Toutefois, dans WEC Tours Québec inc. et CNESST (2016 QCTAT 2686, pourvoi en contrôle judiciaire déposé : 100-17-001754-169), le juge administratif Lemire a refusé un transfert de coûts à un employeur qui a congédié un employé pour retards et manque d'assiduité. Fait important : le congédiement n'avait aucunement été contesté par l'employé. Dans cette décision, le Tribunal retient que l'employeur pouvait demander une suspension des indemnités en vertu de l'article 142 de la LATMP au lieu de congédier l'employé. Au surplus, le juge administratif est d'avis que le congédiement, qu'il soit justifié ou non, ne découle pas de circonstances qui sont indépendantes de la volonté de l'employeur, puisque l'employeur prend en toute connaissance de cause la décision de congédier l'employé.

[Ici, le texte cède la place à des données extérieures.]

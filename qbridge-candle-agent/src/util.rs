//! Utilities.
use anyhow::{anyhow, Result};
use candle_core::backprop::GradStore;
use candle_nn::VarMap;

/// Apply soft update on variables.
///
/// Variables are identified by their names.
///
/// dest = tau * src + (1.0 - tau) * dest
pub fn track(dest: &VarMap, src: &VarMap, tau: f64) -> Result<()> {
    let dest = dest.data().lock().unwrap();
    let src = src.data().lock().unwrap();

    for (k_dest, v_dest) in dest.iter() {
        let v_src = src
            .get(k_dest)
            .ok_or_else(|| anyhow!("no source variable named {}", k_dest))?;
        let t_src = v_src.as_tensor();
        let t_dest = v_dest.as_tensor();
        let t_dest = ((tau * t_src)? + ((1.0 - tau) * t_dest)?)?;
        v_dest.set(&t_dest)?;
    }

    Ok(())
}

/// Scales the gradients so their global L2 norm does not exceed `max_norm`.
///
/// Returns the norm observed before clipping.
pub fn clip_grad_norm(varmap: &VarMap, grads: &mut GradStore, max_norm: f64) -> Result<f64> {
    let vars = varmap.all_vars();

    let mut sum_sq = 0f64;
    for var in vars.iter() {
        if let Some(grad) = grads.get(var) {
            sum_sq += grad.sqr()?.sum_all()?.to_scalar::<f32>()? as f64;
        }
    }
    let norm = sum_sq.sqrt();

    if norm > max_norm {
        let scale = max_norm / (norm + 1e-6);
        for var in vars.iter() {
            if let Some(grad) = grads.remove(var) {
                grads.insert(var, (grad * scale)?);
            }
        }
    }

    Ok(norm)
}

#[test]
fn test_track() -> Result<()> {
    use candle_core::{DType, Device, Tensor};
    use candle_nn::Init;

    let tau = 0.7;
    let t_src = Tensor::from_slice(&[1.0f32, 2.0, 3.0], (3,), &Device::Cpu)?;
    let t_dest = Tensor::from_slice(&[4.0f32, 5.0, 6.0], (3,), &Device::Cpu)?;
    let t = ((tau * &t_src)? + ((1.0 - tau) * &t_dest)?)?;

    let vm_src = {
        let vm = VarMap::new();
        let init = Init::Randn {
            mean: 0.0,
            stdev: 1.0,
        };
        vm.get((3,), "var1", init, DType::F32, &Device::Cpu)?;
        vm.data().lock().unwrap().get("var1").unwrap().set(&t_src)?;
        vm
    };
    let vm_dest = {
        let vm = VarMap::new();
        let init = Init::Randn {
            mean: 0.0,
            stdev: 1.0,
        };
        vm.get((3,), "var1", init, DType::F32, &Device::Cpu)?;
        vm.data()
            .lock()
            .unwrap()
            .get("var1")
            .unwrap()
            .set(&t_dest)?;
        vm
    };
    track(&vm_dest, &vm_src, tau)?;

    let t_ = vm_dest
        .data()
        .lock()
        .unwrap()
        .get("var1")
        .unwrap()
        .as_tensor()
        .clone();

    assert!((t - t_)?.abs()?.sum(0)?.to_scalar::<f32>()? < 1e-32);

    Ok(())
}

#[test]
fn test_clip_grad_norm() -> Result<()> {
    use candle_core::{DType, Device};
    use candle_nn::Init;

    let device = Device::Cpu;
    let varmap = VarMap::new();
    let w = varmap.get((3,), "w", Init::Const(1.0), DType::F32, &device)?;

    // loss = sum(20 * w) has gradient [20, 20, 20], norm > 5
    let loss = (20.0 * &w)?.sum_all()?;
    let mut grads = loss.backward()?;
    let norm = clip_grad_norm(&varmap, &mut grads, 5.0)?;
    assert!((norm - (3f64 * 400.0).sqrt()).abs() < 1e-3);

    let clipped = grads
        .get(&varmap.all_vars()[0])
        .unwrap()
        .sqr()?
        .sum_all()?
        .to_scalar::<f32>()?
        .sqrt();
    assert!((clipped as f64 - 5.0).abs() < 1e-3);

    Ok(())
}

Le transfert a donc été refusé. Cette décision fait présentement l'objet d'un contrôle judiciaire, mais il est important de comprendre que le transfert de coûts pourrait être refusé et que l'employeur assumera alors tous les coûts liés au versement de l'indemnité. D'ailleurs, un raisonnement analogue a aussi été appliqué dans un contexte de retraite d'un employé dans la décision Entreprises Michaudville Inc. et CNESST (2016 QCTAT 5128).
Finalement, il est à noter que selon les circonstances du congédiement, il sera important de demander à la CNESST de suspendre les indemnités de remplacement du revenu en vertu de l'article 142 de la LATMP lorsque, par exemple, le travailleur a fait de fausses déclarations quant à son état de santé et qu'il y a une preuve médicale qui confirme qu'il serait apte au travail. Ceci permettra à l'employeur de couvrir tous les angles possibles pour tenter de réduire les coûts imputés à son dossier.